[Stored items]

● ● ● ●

// ABOUTME: Channel and server permission bitmasks plus effective-mask resolution
// ABOUTME: Owner gets everything; otherwise default mask OR role masks OR channel overrides

use crate::traits::{Channel, ChannelKind, Server};
use bitflags::bitflags;

bitflags! {
    /// Permissions a user can hold inside a channel.
    #[derive(Debug, Clone, Copy, PartialEq, Eq, Hash, Default)]
    pub struct ChannelPermissions: u32 {
        const VIEW = 1 << 0;
        const SEND_MESSAGE = 1 << 1;
        const MANAGE_MESSAGES = 1 << 2;
        const MANAGE_CHANNEL = 1 << 3;
        const VOICE_CALL = 1 << 4;
        const INVITE_OTHERS = 1 << 5;
        const EMBED_LINKS = 1 << 6;
        const UPLOAD_FILES = 1 << 7;
    }
}

bitflags! {
    /// Permissions a user can hold across a whole server.
    #[derive(Debug, Clone, Copy, PartialEq, Eq, Hash, Default)]
    pub struct ServerPermissions: u32 {
        const VIEW = 1 << 0;
        const MANAGE_ROLES = 1 << 1;
        const MANAGE_CHANNELS = 1 << 2;
        const MANAGE_SERVER = 1 << 3;
        const KICK_MEMBERS = 1 << 4;
        const BAN_MEMBERS = 1 << 5;
        const CHANGE_NICKNAME = 1 << 6;
        const CHANGE_NICKNAMES = 1 << 7;
        const CHANGE_AVATAR = 1 << 8;
        const REMOVE_AVATARS = 1 << 9;
    }
}

/// Mask used in conversations that have no role hierarchy.
pub const DEFAULT_DM_PERMISSIONS: ChannelPermissions = ChannelPermissions::VIEW
    .union(ChannelPermissions::SEND_MESSAGE)
    .union(ChannelPermissions::MANAGE_CHANNEL)
    .union(ChannelPermissions::VOICE_CALL)
    .union(ChannelPermissions::INVITE_OTHERS)
    .union(ChannelPermissions::EMBED_LINKS)
    .union(ChannelPermissions::UPLOAD_FILES);

/// (key suffix, flag, display name) for every channel permission
pub const CHANNEL_FLAGS: &[(&str, ChannelPermissions, &str)] = &[
    ("view", ChannelPermissions::VIEW, "View Channel"),
    ("sendmessage", ChannelPermissions::SEND_MESSAGE, "Send Message"),
    ("managemessages", ChannelPermissions::MANAGE_MESSAGES, "Manage Messages"),
    ("managechannel", ChannelPermissions::MANAGE_CHANNEL, "Manage Channel"),
    ("voicecall", ChannelPermissions::VOICE_CALL, "Voice Call"),
    ("inviteothers", ChannelPermissions::INVITE_OTHERS, "Invite Others"),
    ("embedlinks", ChannelPermissions::EMBED_LINKS, "Embed Links"),
    ("uploadfiles", ChannelPermissions::UPLOAD_FILES, "Upload Files"),
];

/// (key suffix, flag, display name) for every server permission
pub const SERVER_FLAGS: &[(&str, ServerPermissions, &str)] = &[
    ("view", ServerPermissions::VIEW, "View Server"),
    ("manageroles", ServerPermissions::MANAGE_ROLES, "Manage Roles"),
    ("managechannels", ServerPermissions::MANAGE_CHANNELS, "Manage Channels"),
    ("manageserver", ServerPermissions::MANAGE_SERVER, "Manage Server"),
    ("kickmembers", ServerPermissions::KICK_MEMBERS, "Kick Members"),
    ("banmembers", ServerPermissions::BAN_MEMBERS, "Ban Members"),
    ("changenickname", ServerPermissions::CHANGE_NICKNAME, "Change Own Nickname"),
    ("changenicknames", ServerPermissions::CHANGE_NICKNAMES, "Change Nicknames"),
    ("changeavatar", ServerPermissions::CHANGE_AVATAR, "Change Own Avatar"),
    ("removeavatars", ServerPermissions::REMOVE_AVATARS, "Remove Avatars"),
];

impl ChannelPermissions {
    /// Display names of every flag set in `self`, in declaration order
    pub fn names(self) -> Vec<&'static str> {
        CHANNEL_FLAGS
            .iter()
            .filter(|(_, flag, _)| self.contains(*flag))
            .map(|(_, _, name)| *name)
            .collect()
    }
}

impl ServerPermissions {
    /// Display names of every flag set in `self`, in declaration order
    pub fn names(self) -> Vec<&'static str> {
        SERVER_FLAGS
            .iter()
            .filter(|(_, flag, _)| self.contains(*flag))
            .map(|(_, _, name)| *name)
            .collect()
    }
}

/// Effective channel mask for `user_id` in `channel`.
pub fn channel_permissions(channel: &Channel, user_id: &str) -> ChannelPermissions {
    match &channel.kind {
        ChannelKind::Direct { .. } => DEFAULT_DM_PERMISSIONS,
        ChannelKind::Group { owner_id } => {
            if owner_id == user_id {
                ChannelPermissions::all()
            } else {
                DEFAULT_DM_PERMISSIONS
            }
        }
        ChannelKind::Server {
            server,
            default_permissions,
            role_permissions,
        } => {
            if server.owner_id == user_id {
                return ChannelPermissions::all();
            }

            let mut mask = default_permissions.unwrap_or(server.default_channel_permissions);
            let Some(member) = server.member(user_id) else {
                return mask;
            };

            for role_id in &member.roles {
                if let Some(role) = server.roles.get(role_id) {
                    mask |= role.channel_permissions;
                }
                if let Some(overridden) = role_permissions.get(role_id) {
                    mask |= *overridden;
                }
            }
            mask
        }
    }
}

/// Effective server-wide mask for `user_id` in `server`.
pub fn server_permissions(server: &Server, user_id: &str) -> ServerPermissions {
    if server.owner_id == user_id {
        return ServerPermissions::all();
    }

    let mut mask = server.default_permissions;
    if let Some(member) = server.member(user_id) {
        for role_id in &member.roles {
            if let Some(role) = server.roles.get(role_id) {
                mask |= role.server_permissions;
            }
        }
    }
    mask
}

● ● ● ●

## What is expected
In these entries, some lines may contain the string "ChannelKind". Give the number of such lines and nothing more.

## Solution to this exercise
4